_Task instructions_
From the records below, transcribe only the lines running from the one with "use std::env as stdenv;" through the one with "pub const CLASSPATH_VAR: &str". Keep both of those end lines.

_Excerpted records_
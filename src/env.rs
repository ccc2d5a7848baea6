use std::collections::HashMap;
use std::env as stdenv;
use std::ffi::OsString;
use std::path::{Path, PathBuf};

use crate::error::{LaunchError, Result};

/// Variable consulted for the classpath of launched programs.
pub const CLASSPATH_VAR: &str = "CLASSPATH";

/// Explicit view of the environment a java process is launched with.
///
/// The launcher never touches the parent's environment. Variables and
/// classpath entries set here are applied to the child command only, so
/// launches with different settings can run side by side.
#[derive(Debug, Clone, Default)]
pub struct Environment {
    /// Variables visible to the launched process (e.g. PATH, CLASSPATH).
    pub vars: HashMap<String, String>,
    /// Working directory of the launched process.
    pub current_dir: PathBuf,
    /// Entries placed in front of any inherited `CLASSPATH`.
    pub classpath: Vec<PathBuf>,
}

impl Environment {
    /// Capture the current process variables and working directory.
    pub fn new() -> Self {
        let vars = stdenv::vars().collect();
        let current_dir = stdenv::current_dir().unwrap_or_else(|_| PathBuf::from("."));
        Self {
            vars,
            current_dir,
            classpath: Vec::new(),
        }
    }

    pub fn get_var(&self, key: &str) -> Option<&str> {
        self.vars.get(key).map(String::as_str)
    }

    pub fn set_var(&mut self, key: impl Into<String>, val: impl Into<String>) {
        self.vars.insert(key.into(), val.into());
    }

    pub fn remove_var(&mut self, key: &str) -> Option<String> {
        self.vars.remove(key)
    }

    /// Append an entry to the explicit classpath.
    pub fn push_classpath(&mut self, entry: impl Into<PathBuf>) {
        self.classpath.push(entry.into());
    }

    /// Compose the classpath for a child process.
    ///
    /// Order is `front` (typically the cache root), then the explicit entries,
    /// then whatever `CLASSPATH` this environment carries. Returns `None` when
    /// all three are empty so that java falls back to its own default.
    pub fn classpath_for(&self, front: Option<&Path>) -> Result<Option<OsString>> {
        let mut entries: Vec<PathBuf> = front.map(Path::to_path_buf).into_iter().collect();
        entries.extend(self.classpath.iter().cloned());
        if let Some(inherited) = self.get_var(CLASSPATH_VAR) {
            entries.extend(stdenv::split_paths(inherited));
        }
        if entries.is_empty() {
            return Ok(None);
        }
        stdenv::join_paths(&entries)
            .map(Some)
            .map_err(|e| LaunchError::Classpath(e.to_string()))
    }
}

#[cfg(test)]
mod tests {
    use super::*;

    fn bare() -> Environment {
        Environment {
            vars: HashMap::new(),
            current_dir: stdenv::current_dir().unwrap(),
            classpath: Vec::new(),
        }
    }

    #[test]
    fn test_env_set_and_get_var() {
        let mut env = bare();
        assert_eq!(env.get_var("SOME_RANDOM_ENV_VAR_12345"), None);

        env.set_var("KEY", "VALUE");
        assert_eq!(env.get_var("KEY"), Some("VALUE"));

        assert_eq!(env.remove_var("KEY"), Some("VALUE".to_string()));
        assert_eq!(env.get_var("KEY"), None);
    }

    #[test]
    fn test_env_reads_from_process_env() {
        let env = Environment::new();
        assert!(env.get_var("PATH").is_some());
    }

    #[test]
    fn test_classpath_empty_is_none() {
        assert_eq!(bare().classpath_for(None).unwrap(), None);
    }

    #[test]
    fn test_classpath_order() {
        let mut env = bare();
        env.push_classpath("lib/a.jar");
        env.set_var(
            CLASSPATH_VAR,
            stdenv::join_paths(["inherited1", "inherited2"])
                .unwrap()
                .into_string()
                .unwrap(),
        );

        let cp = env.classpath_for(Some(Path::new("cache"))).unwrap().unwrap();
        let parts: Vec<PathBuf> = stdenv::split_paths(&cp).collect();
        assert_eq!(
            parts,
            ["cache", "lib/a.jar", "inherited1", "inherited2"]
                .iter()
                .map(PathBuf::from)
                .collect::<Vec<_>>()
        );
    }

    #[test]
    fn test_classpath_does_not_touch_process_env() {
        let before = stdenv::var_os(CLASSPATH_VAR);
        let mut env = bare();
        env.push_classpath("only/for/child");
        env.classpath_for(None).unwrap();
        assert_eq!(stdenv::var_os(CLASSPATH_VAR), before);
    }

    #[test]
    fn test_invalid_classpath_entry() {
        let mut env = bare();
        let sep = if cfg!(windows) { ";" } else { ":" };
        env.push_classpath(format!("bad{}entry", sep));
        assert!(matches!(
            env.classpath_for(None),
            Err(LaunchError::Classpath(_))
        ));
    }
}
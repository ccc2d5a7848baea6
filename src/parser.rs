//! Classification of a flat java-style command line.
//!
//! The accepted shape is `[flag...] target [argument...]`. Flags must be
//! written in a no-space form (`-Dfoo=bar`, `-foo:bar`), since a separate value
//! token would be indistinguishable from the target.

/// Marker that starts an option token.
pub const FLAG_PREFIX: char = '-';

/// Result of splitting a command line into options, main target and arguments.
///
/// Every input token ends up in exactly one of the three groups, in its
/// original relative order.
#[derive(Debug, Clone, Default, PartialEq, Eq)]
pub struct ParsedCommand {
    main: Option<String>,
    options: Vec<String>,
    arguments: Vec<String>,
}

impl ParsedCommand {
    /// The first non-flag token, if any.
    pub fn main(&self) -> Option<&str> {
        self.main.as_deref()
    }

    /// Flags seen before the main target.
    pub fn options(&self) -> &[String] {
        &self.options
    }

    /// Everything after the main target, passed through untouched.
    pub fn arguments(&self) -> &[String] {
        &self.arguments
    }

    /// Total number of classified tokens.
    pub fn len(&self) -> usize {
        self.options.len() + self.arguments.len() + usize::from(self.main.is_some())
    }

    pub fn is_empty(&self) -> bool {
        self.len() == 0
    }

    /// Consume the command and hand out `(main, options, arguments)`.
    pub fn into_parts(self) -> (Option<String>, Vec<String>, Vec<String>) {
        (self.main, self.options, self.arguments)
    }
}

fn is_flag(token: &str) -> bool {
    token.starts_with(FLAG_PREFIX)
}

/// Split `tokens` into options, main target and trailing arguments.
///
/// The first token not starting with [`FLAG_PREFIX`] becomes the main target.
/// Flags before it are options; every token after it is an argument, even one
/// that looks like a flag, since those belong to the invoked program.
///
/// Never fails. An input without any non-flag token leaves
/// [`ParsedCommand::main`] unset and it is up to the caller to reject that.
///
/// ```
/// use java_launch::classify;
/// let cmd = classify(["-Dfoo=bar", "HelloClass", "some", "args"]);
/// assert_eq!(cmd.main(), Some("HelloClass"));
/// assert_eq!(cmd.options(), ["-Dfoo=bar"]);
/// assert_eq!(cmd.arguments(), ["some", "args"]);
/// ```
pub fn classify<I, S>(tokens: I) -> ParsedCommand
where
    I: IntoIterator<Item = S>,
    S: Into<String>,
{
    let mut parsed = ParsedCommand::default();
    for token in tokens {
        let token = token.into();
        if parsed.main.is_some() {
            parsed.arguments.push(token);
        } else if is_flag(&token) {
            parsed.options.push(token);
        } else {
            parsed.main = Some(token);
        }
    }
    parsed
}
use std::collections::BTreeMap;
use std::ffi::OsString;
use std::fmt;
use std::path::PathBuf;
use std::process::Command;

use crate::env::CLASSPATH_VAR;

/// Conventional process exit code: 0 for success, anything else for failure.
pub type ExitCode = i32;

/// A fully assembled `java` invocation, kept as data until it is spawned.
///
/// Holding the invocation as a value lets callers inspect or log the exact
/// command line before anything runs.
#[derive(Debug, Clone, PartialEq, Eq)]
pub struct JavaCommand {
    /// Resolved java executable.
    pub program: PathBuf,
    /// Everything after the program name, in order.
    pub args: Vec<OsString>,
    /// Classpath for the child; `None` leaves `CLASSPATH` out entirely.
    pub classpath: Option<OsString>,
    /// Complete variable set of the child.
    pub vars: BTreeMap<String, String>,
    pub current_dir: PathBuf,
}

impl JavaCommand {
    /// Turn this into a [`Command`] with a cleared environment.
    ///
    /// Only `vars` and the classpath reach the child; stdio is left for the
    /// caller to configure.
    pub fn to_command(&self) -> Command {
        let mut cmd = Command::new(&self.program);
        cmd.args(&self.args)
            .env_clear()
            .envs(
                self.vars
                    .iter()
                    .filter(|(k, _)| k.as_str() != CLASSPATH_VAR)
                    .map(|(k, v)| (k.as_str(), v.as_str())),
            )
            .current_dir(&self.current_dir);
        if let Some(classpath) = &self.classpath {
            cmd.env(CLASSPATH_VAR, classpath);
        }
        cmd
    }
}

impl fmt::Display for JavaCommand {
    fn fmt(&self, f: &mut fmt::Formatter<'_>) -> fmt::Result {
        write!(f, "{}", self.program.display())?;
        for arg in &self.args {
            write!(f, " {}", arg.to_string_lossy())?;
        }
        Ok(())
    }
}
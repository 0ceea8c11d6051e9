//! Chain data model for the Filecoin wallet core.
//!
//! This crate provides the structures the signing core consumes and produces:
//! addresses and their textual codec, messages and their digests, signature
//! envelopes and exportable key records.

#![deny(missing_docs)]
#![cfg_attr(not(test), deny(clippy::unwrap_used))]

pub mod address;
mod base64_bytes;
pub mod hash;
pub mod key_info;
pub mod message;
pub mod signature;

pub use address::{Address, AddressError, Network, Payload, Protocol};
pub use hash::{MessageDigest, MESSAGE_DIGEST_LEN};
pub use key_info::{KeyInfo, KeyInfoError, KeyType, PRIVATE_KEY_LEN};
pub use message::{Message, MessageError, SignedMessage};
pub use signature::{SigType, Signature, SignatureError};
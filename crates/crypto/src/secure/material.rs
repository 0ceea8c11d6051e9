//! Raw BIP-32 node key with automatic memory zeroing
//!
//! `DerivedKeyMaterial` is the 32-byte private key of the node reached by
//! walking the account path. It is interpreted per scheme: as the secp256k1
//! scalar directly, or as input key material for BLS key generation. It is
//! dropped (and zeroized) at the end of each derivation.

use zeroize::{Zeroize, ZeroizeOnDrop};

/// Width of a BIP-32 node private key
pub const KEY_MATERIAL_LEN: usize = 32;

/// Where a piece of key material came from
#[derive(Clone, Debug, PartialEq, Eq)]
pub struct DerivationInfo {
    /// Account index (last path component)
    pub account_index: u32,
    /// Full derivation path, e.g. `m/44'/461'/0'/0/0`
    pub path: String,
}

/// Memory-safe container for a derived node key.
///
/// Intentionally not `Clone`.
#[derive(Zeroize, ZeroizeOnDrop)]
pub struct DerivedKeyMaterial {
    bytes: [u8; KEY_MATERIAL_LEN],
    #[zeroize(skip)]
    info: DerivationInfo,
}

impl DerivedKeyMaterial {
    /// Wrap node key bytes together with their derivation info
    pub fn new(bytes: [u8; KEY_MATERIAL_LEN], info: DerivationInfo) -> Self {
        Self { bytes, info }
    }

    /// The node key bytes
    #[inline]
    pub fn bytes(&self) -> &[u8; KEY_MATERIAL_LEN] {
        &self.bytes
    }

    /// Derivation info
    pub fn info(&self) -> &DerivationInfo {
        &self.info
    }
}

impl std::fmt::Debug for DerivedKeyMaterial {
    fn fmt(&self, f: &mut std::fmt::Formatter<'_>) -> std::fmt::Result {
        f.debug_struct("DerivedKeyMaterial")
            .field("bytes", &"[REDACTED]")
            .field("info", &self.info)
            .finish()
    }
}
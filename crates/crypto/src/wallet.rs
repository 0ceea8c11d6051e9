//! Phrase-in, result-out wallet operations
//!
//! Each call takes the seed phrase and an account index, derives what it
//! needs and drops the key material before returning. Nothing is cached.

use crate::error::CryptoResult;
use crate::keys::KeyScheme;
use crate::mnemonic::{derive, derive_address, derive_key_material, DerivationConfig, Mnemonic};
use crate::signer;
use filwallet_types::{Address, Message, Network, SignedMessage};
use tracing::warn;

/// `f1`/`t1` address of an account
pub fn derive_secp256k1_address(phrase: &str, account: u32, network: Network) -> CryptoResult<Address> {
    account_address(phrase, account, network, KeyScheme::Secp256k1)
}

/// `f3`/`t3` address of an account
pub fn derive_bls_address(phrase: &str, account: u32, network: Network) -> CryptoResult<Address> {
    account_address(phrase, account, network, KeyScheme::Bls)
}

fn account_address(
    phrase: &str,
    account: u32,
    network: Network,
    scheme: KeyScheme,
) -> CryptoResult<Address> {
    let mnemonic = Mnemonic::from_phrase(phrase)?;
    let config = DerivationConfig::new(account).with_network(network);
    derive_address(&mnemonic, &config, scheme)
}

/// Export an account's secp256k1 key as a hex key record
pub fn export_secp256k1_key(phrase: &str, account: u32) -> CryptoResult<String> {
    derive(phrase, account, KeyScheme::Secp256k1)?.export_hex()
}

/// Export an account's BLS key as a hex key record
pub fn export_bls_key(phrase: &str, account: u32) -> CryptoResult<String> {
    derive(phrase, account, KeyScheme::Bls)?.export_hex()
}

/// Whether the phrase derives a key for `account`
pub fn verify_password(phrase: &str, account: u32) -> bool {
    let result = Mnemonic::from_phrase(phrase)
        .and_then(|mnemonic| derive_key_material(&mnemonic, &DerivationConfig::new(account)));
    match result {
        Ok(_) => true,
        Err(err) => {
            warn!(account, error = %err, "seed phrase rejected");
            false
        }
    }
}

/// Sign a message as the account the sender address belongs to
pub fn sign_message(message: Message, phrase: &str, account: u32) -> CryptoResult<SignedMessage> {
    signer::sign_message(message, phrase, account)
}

_Exercise answer_
use std::env as stdenv;
use std::ffi::OsString;
use std::path::{Path, PathBuf};

use crate::error::{LaunchError, Result};

/// Variable consulted for the classpath of launched programs.
pub const CLASSPATH_VAR: &str = "CLASSPATH";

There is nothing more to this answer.